▶ [WHAT TO WORK ON]: Work through the lines below and count those holding "ErrorHook"; reply with the number only.

▶ [Collected data]:
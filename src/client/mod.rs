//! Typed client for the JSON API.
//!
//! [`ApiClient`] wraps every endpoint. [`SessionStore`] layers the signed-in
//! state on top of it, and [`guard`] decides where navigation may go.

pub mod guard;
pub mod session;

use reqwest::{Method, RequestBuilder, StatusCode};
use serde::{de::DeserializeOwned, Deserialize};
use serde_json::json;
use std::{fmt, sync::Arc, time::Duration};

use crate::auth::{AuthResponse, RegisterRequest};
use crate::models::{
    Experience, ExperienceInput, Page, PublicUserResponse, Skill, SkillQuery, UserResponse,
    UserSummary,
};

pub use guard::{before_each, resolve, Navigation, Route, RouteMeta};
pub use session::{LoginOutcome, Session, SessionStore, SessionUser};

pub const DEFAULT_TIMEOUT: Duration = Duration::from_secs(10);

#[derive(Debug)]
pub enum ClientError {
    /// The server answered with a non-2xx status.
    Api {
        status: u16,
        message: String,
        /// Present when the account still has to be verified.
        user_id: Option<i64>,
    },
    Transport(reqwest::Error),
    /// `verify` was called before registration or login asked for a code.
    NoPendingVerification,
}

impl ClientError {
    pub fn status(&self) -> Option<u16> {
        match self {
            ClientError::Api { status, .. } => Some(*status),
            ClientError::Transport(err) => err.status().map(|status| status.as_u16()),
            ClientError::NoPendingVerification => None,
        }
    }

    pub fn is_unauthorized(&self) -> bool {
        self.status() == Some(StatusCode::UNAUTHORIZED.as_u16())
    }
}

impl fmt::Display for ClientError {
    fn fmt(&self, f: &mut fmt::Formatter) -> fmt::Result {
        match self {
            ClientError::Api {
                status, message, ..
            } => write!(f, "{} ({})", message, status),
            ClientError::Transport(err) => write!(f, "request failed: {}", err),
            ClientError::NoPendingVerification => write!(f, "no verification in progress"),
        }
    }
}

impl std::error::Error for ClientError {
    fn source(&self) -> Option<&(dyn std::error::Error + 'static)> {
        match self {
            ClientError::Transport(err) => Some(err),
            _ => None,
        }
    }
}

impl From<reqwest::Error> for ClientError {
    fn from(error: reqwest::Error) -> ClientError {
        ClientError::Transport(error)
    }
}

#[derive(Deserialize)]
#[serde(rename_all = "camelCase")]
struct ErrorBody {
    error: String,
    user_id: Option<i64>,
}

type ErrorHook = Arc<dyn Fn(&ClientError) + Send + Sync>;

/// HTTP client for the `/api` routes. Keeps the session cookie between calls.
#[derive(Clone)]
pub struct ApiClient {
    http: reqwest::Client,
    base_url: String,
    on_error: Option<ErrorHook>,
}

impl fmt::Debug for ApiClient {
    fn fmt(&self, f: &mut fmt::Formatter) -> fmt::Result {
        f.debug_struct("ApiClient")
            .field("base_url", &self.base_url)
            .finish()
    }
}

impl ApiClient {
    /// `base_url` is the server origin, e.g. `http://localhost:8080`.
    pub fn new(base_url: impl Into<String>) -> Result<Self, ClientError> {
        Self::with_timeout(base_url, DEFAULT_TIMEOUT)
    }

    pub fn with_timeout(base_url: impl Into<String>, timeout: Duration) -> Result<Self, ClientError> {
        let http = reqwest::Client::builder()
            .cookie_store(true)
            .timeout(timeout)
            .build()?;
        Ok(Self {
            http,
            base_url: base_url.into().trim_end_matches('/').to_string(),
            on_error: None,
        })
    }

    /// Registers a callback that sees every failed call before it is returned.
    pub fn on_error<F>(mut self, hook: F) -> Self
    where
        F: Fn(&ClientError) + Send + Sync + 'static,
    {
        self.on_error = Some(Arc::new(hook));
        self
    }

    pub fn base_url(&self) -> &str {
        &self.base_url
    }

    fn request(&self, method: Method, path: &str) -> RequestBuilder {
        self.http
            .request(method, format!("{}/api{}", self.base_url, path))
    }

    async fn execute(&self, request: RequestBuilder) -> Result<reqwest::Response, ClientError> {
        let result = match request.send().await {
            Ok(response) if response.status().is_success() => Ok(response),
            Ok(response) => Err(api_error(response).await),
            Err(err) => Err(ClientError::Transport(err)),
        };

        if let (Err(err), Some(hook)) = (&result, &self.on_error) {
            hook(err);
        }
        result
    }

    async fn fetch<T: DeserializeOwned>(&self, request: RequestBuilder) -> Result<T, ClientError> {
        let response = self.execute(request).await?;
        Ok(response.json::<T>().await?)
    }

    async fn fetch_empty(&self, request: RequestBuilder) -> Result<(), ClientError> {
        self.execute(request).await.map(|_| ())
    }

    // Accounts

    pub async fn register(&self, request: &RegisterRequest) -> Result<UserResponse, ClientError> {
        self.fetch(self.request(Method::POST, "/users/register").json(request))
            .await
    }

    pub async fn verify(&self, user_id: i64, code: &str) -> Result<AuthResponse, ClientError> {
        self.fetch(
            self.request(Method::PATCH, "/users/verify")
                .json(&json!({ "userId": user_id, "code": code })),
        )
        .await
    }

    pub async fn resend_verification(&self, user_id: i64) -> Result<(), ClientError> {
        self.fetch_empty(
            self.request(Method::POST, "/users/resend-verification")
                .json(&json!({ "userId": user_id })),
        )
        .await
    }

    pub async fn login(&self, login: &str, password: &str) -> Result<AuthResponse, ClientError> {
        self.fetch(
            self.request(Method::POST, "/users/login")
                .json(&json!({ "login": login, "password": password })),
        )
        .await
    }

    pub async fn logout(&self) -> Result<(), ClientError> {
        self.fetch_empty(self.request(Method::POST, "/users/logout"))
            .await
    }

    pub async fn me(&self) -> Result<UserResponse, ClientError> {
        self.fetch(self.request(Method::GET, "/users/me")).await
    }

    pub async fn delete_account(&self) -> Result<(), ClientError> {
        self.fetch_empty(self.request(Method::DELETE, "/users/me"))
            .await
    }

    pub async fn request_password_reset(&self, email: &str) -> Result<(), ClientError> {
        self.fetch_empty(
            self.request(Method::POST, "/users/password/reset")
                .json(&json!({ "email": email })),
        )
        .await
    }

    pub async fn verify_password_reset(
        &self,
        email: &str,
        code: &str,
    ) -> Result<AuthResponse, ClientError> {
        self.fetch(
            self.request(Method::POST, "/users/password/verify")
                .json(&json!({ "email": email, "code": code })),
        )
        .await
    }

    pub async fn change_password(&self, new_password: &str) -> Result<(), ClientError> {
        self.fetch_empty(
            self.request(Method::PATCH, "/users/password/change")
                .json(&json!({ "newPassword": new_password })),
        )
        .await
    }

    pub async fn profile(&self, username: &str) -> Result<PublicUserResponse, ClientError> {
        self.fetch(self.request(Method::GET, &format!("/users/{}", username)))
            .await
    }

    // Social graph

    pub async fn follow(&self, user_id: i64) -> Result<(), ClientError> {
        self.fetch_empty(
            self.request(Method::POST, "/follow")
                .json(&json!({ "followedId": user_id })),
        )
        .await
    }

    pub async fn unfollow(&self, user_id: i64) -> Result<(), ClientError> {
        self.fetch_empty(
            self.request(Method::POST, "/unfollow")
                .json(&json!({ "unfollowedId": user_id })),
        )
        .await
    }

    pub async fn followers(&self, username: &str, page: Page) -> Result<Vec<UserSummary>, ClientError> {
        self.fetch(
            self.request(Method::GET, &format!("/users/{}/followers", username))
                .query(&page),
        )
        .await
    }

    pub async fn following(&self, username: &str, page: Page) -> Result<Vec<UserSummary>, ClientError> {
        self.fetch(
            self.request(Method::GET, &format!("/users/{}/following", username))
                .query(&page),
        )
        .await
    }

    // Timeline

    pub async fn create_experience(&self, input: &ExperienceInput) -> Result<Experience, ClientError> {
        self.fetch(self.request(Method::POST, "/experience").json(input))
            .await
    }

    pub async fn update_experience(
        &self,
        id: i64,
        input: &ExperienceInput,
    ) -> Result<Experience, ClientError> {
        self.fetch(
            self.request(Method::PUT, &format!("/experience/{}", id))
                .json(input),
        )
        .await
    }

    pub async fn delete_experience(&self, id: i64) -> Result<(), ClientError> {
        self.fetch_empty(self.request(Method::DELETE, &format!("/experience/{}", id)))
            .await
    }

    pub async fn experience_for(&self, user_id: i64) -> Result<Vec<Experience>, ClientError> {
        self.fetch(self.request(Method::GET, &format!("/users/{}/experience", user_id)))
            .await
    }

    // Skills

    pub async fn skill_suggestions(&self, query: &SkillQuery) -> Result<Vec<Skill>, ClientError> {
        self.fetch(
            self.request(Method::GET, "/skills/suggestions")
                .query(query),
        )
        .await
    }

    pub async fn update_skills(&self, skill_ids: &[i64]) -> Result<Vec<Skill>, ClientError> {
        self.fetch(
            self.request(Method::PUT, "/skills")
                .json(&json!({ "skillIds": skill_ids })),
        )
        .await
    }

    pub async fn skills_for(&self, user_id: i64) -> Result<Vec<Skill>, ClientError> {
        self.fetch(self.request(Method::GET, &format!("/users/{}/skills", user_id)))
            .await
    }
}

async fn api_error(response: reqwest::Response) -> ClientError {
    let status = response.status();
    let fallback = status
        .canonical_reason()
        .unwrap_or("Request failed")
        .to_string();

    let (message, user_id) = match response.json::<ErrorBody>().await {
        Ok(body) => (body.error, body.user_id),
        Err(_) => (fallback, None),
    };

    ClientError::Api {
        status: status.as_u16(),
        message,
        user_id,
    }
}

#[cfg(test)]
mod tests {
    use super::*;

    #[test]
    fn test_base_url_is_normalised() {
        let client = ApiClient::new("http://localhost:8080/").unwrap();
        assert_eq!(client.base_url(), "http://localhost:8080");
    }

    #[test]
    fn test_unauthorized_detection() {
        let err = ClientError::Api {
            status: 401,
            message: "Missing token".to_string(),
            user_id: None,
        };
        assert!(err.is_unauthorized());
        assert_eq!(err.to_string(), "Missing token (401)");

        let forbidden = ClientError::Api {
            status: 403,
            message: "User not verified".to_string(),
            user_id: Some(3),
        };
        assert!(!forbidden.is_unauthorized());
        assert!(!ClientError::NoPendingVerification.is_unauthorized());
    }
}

▶ [SOLUTION FOR THIS TASK]: 2